## Problem description:
Wherever "None" appears in the records below, copy the line that holds it.

Items from a data source:

------------------------------------

#[cfg(test)]
mod tests {
    use super::*;
    use crate::error::ErrorKind;
    use crate::ops::{distance, matmul};
    use approx::assert_relative_eq;
    use ndarray::{Array2, array};

    fn m(values: Array2<f64>) -> Matrix {
        Matrix::from_array(&values).unwrap()
    }

    fn assert_factors_reconstruct(a: &Matrix, decomposition: &LuDecomposition) {
        let pa = decomposition.permutation().apply(&a.view()).unwrap();
        let l = decomposition.lower().unwrap();
        let u = decomposition.upper().unwrap();
        let lu = matmul(&l.view(), &u.view()).unwrap();
        assert!(distance(&pa.view(), &lu.view()).unwrap() < 1e-9);
    }

    #[test]
    fn test_decompose_square() {
        let a = m(array![[2.0, 1.0, 1.0], [4.0, -6.0, 0.0], [-2.0, 7.0, 2.0]]);
        let decomposition = lu_decompose(&a.view(), LuMode::Perfect).unwrap();
        assert!(decomposition.is_decomposed());
        assert_factors_reconstruct(&a, &decomposition);
        assert_relative_eq!(decomposition.det().unwrap(), -16.0, epsilon = 1e-10);
    }

    #[test]
    fn test_largest_pivot_selected() {
        let a = m(array![[1.0, 2.0], [3.0, 4.0]]);
        let decomposition = lu_decompose(&a.view(), LuMode::Perfect).unwrap();
        assert_eq!(decomposition.parity(), Some(Parity::Odd));
        assert_eq!(decomposition.lu().get(0, 0), 3.0);
        assert_relative_eq!(decomposition.lu().get(1, 0), 1.0 / 3.0);
    }

    #[test]
    fn test_echelon_migration() {
        // row 0 starts in column 1, row 1 in column 0
        let a = m(array![[0.0, 1.0, 2.0], [3.0, 0.0, 1.0], [0.0, 0.0, 5.0]]);
        let decomposition = lu_decompose(&a.view(), LuMode::Perfect).unwrap();
        assert!(decomposition.is_decomposed());
        assert_factors_reconstruct(&a, &decomposition);
        assert_relative_eq!(det(&a.view()).unwrap(), -15.0, epsilon = 1e-12);
    }

    #[test]
    fn test_perfect_fails_on_singular() {
        let a = m(array![[1.0, 2.0], [2.0, 4.0]]);
        let decomposition = lu_decompose(&a.view(), LuMode::Perfect).unwrap();
        assert!(!decomposition.is_decomposed());
        assert_eq!(decomposition.det().unwrap(), 0.0);

        let b = m(array![[1.0], [1.0]]);
        let err = decomposition.solve(&b.view()).unwrap_err();
        assert_eq!(err.kind(), ErrorKind::Uninitialized);
    }

    #[test]
    fn test_perfect_rejects_tall() {
        let a = m(array![[1.0], [2.0]]);
        let lu = Matrix::zeros(2, 1).unwrap();
        let parity = lu_decompose_into(&lu.view(), &a.view(), None, LuMode::Perfect).unwrap();
        assert_eq!(parity, None);
        assert_eq!(lu.to_vec(), vec![0.0, 0.0]);
    }

    #[test]
    fn test_lenient_relegates_zero_rows() {
        let a = m(array![[0.0, 0.0, 0.0], [1.0, 2.0, 3.0], [2.0, 5.0, 7.0]]);
        let decomposition = lu_decompose(&a.view(), LuMode::Lenient).unwrap();
        assert!(decomposition.is_decomposed());
        assert_factors_reconstruct(&a, &decomposition);
        assert_eq!(decomposition.det().unwrap(), 0.0);
    }

    #[test]
    fn test_lenient_fails_when_pivot_skips_a_column() {
        // after the zero row is relegated, row 1 reduces to a pivot in column 2
        let a = m(array![[0.0, 0.0, 0.0], [1.0, 2.0, 3.0], [2.0, 4.0, 7.0]]);
        let decomposition = lu_decompose(&a.view(), LuMode::Lenient).unwrap();
        assert!(!decomposition.is_decomposed());
        assert_eq!(decomposition.parity(), None);
    }

    #[test]
    fn test_permutation_output_aliasing_input() {
        let a = m(array![[0.0, 2.0], [3.0, 1.0]]);
        let lu = Matrix::zeros(2, 2).unwrap();
        let parity =
            lu_decompose_into(&lu.view(), &a.view(), Some(&a.view()), LuMode::Perfect).unwrap();
        assert_eq!(parity, Some(Parity::Odd));
        assert_relative_eq!(det_lu(&lu.view(), parity).unwrap(), -6.0, epsilon = 1e-12);
        assert_eq!(lu.to_vec(), vec![3.0, 1.0, 0.0, 2.0]);
        // the input now holds the permutation
        assert_eq!(a.to_vec(), vec![0.0, 1.0, 1.0, 0.0]);
    }

    #[test]
    fn test_lenient_tall_matrix() {
        let a = m(array![[1.0, 2.0], [3.0, 4.0], [5.0, 6.0]]);
        let decomposition = lu_decompose(&a.view(), LuMode::Lenient).unwrap();
        assert!(decomposition.is_decomposed());
        assert_factors_reconstruct(&a, &decomposition);
    }

    #[test]
    fn test_in_place_decomposition() {
        let a = m(array![[4.0, 3.0], [6.0, 3.0]]);
        let original = a.try_clone().unwrap();
        let p = Matrix::zeros(2, 2).unwrap();
        let parity =
            lu_decompose_into(&a.view(), &a.view(), Some(&p.view()), LuMode::Perfect).unwrap();
        assert_eq!(parity, Some(Parity::Odd));
        assert_relative_eq!(det_lu(&a.view(), parity).unwrap(), det(&original.view()).unwrap());
        assert_relative_eq!(det_lu(&a.view(), parity).unwrap(), -6.0, epsilon = 1e-12);
    }

    #[test]
    fn test_permutation_preconditions() {
        let a = m(array![[1.0, 2.0], [3.0, 4.0]]);
        let lu = Matrix::zeros(2, 2).unwrap();
        let wrong = Matrix::zeros(3, 3).unwrap();
        let err = lu_decompose_into(&lu.view(), &a.view(), Some(&wrong.view()), LuMode::Lenient)
            .unwrap_err();
        assert_eq!(err.kind(), ErrorKind::Invalid);

        let shared = Matrix::zeros(2, 4).unwrap();
        let lu_part = shared.view().view(0, 0, 2, 2).unwrap();
        let p_part = shared.view().view(0, 1, 2, 2).unwrap();
        let err = lu_decompose_into(&lu_part, &a.view(), Some(&p_part), LuMode::Lenient)
            .unwrap_err();
        assert_eq!(err.kind(), ErrorKind::Invalid);
    }

    #[test]
    fn test_det_requires_square() {
        let a = m(array![[1.0, 2.0, 3.0]]);
        assert_eq!(det(&a.view()).unwrap_err().kind(), ErrorKind::InvalidDimensions);
    }
}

------------------------------------

## Answer to this problem:
        let parity = lu_decompose_into(&lu.view(), &a.view(), None, LuMode::Perfect).unwrap();
        assert_eq!(parity, None);
        assert_eq!(decomposition.parity(), None);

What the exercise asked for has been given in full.